In an interview with Bloomberg, Lawrence Mac Dougall, chief executive officer of Tiger Brands, told the newspaper that the company is still developing its “rest-of-Africa” strategy, which may include expanding into North African nations.
About 90% of the company’s sales over the past six months were from South Africa. Approximately 42% of revenues came from grains, with 38% coming from consumer brands/foods, 12% from exports and international, and 8% from home, personal care and baby.
|Lawrence Mac Dougall, chief executive officer of Tiger Brands|
“Obviously sub-Sahara is easier to play because it’s closer, but our strategy is looking at the total Africa,” Mac Dougall said. “You have to look where the trading zones have been constructed.”

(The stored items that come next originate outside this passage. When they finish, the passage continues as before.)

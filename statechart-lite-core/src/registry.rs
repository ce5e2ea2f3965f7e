//! Name-indexed tables of host-supplied callbacks (C3), and the scopes
//! they run in.
//!
//! Actions receive a mutable [`ActionScope`]: context get/set plus
//! buffered event emission (self-raises and orchestrator sends are flushed
//! by the engine after the actions run; direct synchronous cross-machine
//! calls are not possible by construction). Guards are pure predicates
//! over a read-only [`ContextView`]. Services are long-running tasks
//! handed a [`ServiceJob`] with a context snapshot and a cancellation
//! token.

use std::collections::HashMap;
use std::sync::Arc;

use async_trait::async_trait;
use serde_json::Value;

use crate::context::{Context, ContextView};
use crate::error::{BindKind, DefinitionError};
use crate::services::ServiceJob;
use crate::types::Event;

// ─── Host-binding traits ──────────────────────────────────────

#[async_trait]
pub trait Action: Send + Sync {
    /// Mutate context and/or enqueue events. Must not block the loop.
    async fn execute(&self, scope: &mut ActionScope<'_>) -> Result<(), String>;
}

pub trait Guard: Send + Sync {
    /// Pure predicate. An `Err` is treated as guard-false and reported.
    fn evaluate(&self, ctx: &ContextView<'_>) -> Result<bool, String>;
}

#[async_trait]
pub trait Service: Send + Sync {
    /// Long-running task scoped to a state's occupancy. Must respect
    /// `job.cancel` at its next await point; the engine drops the task at
    /// the cancellation boundary either way.
    async fn run(&self, job: ServiceJob) -> Result<Value, String>;
}

// ─── Action scope ─────────────────────────────────────────────

/// Cross-machine send buffered by an action, flushed via the orchestrator.
#[derive(Clone, Debug)]
pub struct OutboundSend {
    pub to: String,
    pub event: String,
    pub payload: Option<Value>,
}

/// What an action can see and do during one step.
pub struct ActionScope<'a> {
    pub(crate) machine: &'a str,
    pub(crate) state: &'a str,
    pub(crate) event: &'a Event,
    pub(crate) ctx: &'a mut Context,
    pub(crate) raised: &'a mut Vec<Event>,
    pub(crate) outbound: &'a mut Vec<OutboundSend>,
}

impl ActionScope<'_> {
    pub fn machine(&self) -> &str {
        self.machine
    }

    /// Fully-qualified id of the state this action runs for (the source
    /// state for transition actions).
    pub fn state(&self) -> &str {
        self.state
    }

    /// The event being processed.
    pub fn event(&self) -> &Event {
        self.event
    }

    pub fn get(&self, key: &str) -> Option<&Value> {
        self.ctx.get(key)
    }

    pub fn set(&mut self, key: impl Into<String>, value: Value) {
        self.ctx.set(key, value);
    }

    /// Read-modify-write on an integer counter; missing or non-numeric
    /// starts at 0.
    pub fn bump(&mut self, key: &str, delta: i64) -> i64 {
        let next = self.ctx.get(key).and_then(Value::as_i64).unwrap_or(0) + delta;
        self.ctx.set(key, Value::from(next));
        next
    }

    /// Enqueue an event to this machine, processed as its own macrostep
    /// after the current one.
    pub fn raise(&mut self, event: impl Into<String>) {
        self.raised.push(Event::named(event));
    }

    pub fn raise_with_payload(&mut self, event: impl Into<String>, payload: Value) {
        self.raised.push(Event::with_payload(event, payload));
    }

    /// Enqueue a cross-machine send, delivered through the orchestrator
    /// after the current microstep's actions finish.
    pub fn send_to(&mut self, to: impl Into<String>, event: impl Into<String>) {
        self.outbound.push(OutboundSend {
            to: to.into(),
            event: event.into(),
            payload: None,
        });
    }

    pub fn send_to_with_payload(
        &mut self,
        to: impl Into<String>,
        event: impl Into<String>,
        payload: Value,
    ) {
        self.outbound.push(OutboundSend {
            to: to.into(),
            event: event.into(),
            payload: Some(payload),
        });
    }
}

// ─── Closure adapters ─────────────────────────────────────────

struct FnAction<F>(F);

#[async_trait]
impl<F> Action for FnAction<F>
where
    F: Fn(&mut ActionScope<'_>) -> Result<(), String> + Send + Sync,
{
    async fn execute(&self, scope: &mut ActionScope<'_>) -> Result<(), String> {
        (self.0)(scope)
    }
}

/// Wrap a synchronous closure as an action.
pub fn action_fn<F>(f: F) -> Arc<dyn Action>
where
    F: Fn(&mut ActionScope<'_>) -> Result<(), String> + Send + Sync + 'static,
{
    Arc::new(FnAction(f))
}

struct FnGuard<F>(F);

impl<F> Guard for FnGuard<F>
where
    F: Fn(&ContextView<'_>) -> bool + Send + Sync,
{
    fn evaluate(&self, ctx: &ContextView<'_>) -> Result<bool, String> {
        Ok((self.0)(ctx))
    }
}

/// Wrap an infallible predicate as a guard.
pub fn guard_fn<F>(f: F) -> Arc<dyn Guard>
where
    F: Fn(&ContextView<'_>) -> bool + Send + Sync + 'static,
{
    Arc::new(FnGuard(f))
}

struct TryGuard<F>(F);

impl<F> Guard for TryGuard<F>
where
    F: Fn(&ContextView<'_>) -> Result<bool, String> + Send + Sync,
{
    fn evaluate(&self, ctx: &ContextView<'_>) -> Result<bool, String> {
        (self.0)(ctx)
    }
}

/// Wrap a fallible predicate as a guard.
pub fn guard_try_fn<F>(f: F) -> Arc<dyn Guard>
where
    F: Fn(&ContextView<'_>) -> Result<bool, String> + Send + Sync + 'static,
{
    Arc::new(TryGuard(f))
}

struct FnService<F>(F);

#[async_trait]
impl<F, Fut> Service for FnService<F>
where
    F: Fn(ServiceJob) -> Fut + Send + Sync,
    Fut: std::future::Future<Output = Result<Value, String>> + Send + 'static,
{
    async fn run(&self, job: ServiceJob) -> Result<Value, String> {
        (self.0)(job).await
    }
}

/// Wrap an async closure as a service.
pub fn service_fn<F, Fut>(f: F) -> Arc<dyn Service>
where
    F: Fn(ServiceJob) -> Fut + Send + Sync + 'static,
    Fut: std::future::Future<Output = Result<Value, String>> + Send + 'static,
{
    Arc::new(FnService(f))
}

// ─── Registry ─────────────────────────────────────────────────

/// The three tables bound at machine construction. Actions under one name
/// form an ordered list and all run, in order; guards and services are
/// single-valued per name.
#[derive(Clone, Default)]
pub struct Registry {
    actions: HashMap<String, Vec<Arc<dyn Action>>>,
    guards: HashMap<String, Arc<dyn Guard>>,
    services: HashMap<String, Arc<dyn Service>>,
}

impl Registry {
    pub fn new() -> Self {
        Self::default()
    }

    pub fn add_action(&mut self, name: impl Into<String>, action: Arc<dyn Action>) -> &mut Self {
        self.actions.entry(name.into()).or_default().push(action);
        self
    }

    pub fn add_guard(&mut self, name: impl Into<String>, guard: Arc<dyn Guard>) -> &mut Self {
        self.guards.insert(name.into(), guard);
        self
    }

    pub fn add_service(&mut self, name: impl Into<String>, service: Arc<dyn Service>) -> &mut Self {
        self.services.insert(name.into(), service);
        self
    }

    pub fn actions_for(&self, name: &str) -> Option<&[Arc<dyn Action>]> {
        self.actions.get(name).map(Vec::as_slice)
    }

    pub fn guard(&self, name: &str) -> Option<&Arc<dyn Guard>> {
        self.guards.get(name)
    }

    pub fn service(&self, name: &str) -> Option<&Arc<dyn Service>> {
        self.services.get(name)
    }

    /// Every name the graph references must be bound, else `BindError`.
    pub fn bind_check(&self, graph: &crate::compiler::StateGraph) -> Result<(), DefinitionError> {
        for node in &graph.nodes {
            for name in node.entry.iter().chain(node.exit.iter()) {
                if !self.actions.contains_key(name) {
                    return Err(self.unbound(BindKind::Action, name, &node.id));
                }
            }
            for t in &node.transitions {
                for name in &t.actions {
                    if !self.actions.contains_key(name) {
                        return Err(self.unbound(BindKind::Action, name, &node.id));
                    }
                }
                if let Some(name) = &t.guard {
                    if !self.guards.contains_key(name) {
                        return Err(self.unbound(BindKind::Guard, name, &node.id));
                    }
                }
            }
            if let Some(invoke) = &node.invoke {
                if !self.services.contains_key(&invoke.src) {
                    return Err(self.unbound(BindKind::Service, &invoke.src, &node.id));
                }
            }
        }
        Ok(())
    }

    fn unbound(&self, kind: BindKind, name: &str, state: &str) -> DefinitionError {
        DefinitionError::Bind {
            kind,
            name: name.to_string(),
            state: state.to_string(),
        }
    }
}

impl std::fmt::Debug for Registry {
    fn fmt(&self, f: &mut std::fmt::Formatter<'_>) -> std::fmt::Result {
        f.debug_struct("Registry")
            .field("actions", &self.actions.keys().collect::<Vec<_>>())
            .field("guards", &self.guards.keys().collect::<Vec<_>>())
            .field("services", &self.services.keys().collect::<Vec<_>>())
            .finish()
    }
}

He said Tiger Brands intends to use an “on-the ground, bottom-up” model, which would revolve around the company making sure it markets and supports the products that are shipped from South Africa.
“We are first looking at the country lens, then the category lens,” Mac Dougall told Bloomberg. “What’s the size of the category, does it play to our core business and what is our ability to win?”
Tiger Brands posted profit before tax during its first six months ended March 31 of R1.9 billion, down 18% from the same period a year ago, primarily reflecting costs associated with the company’s recall of Value Added Meat Products (VAMP).
Total sales for the company totaled R15.7 billion, down 4.4% from R16.4 billion in the same period last year.
In the company’s Grains division, meanwhile, operating income increased to R1.047 billion from R1.020 billion, while sales eased to R6.594 billion from R6.909 billion.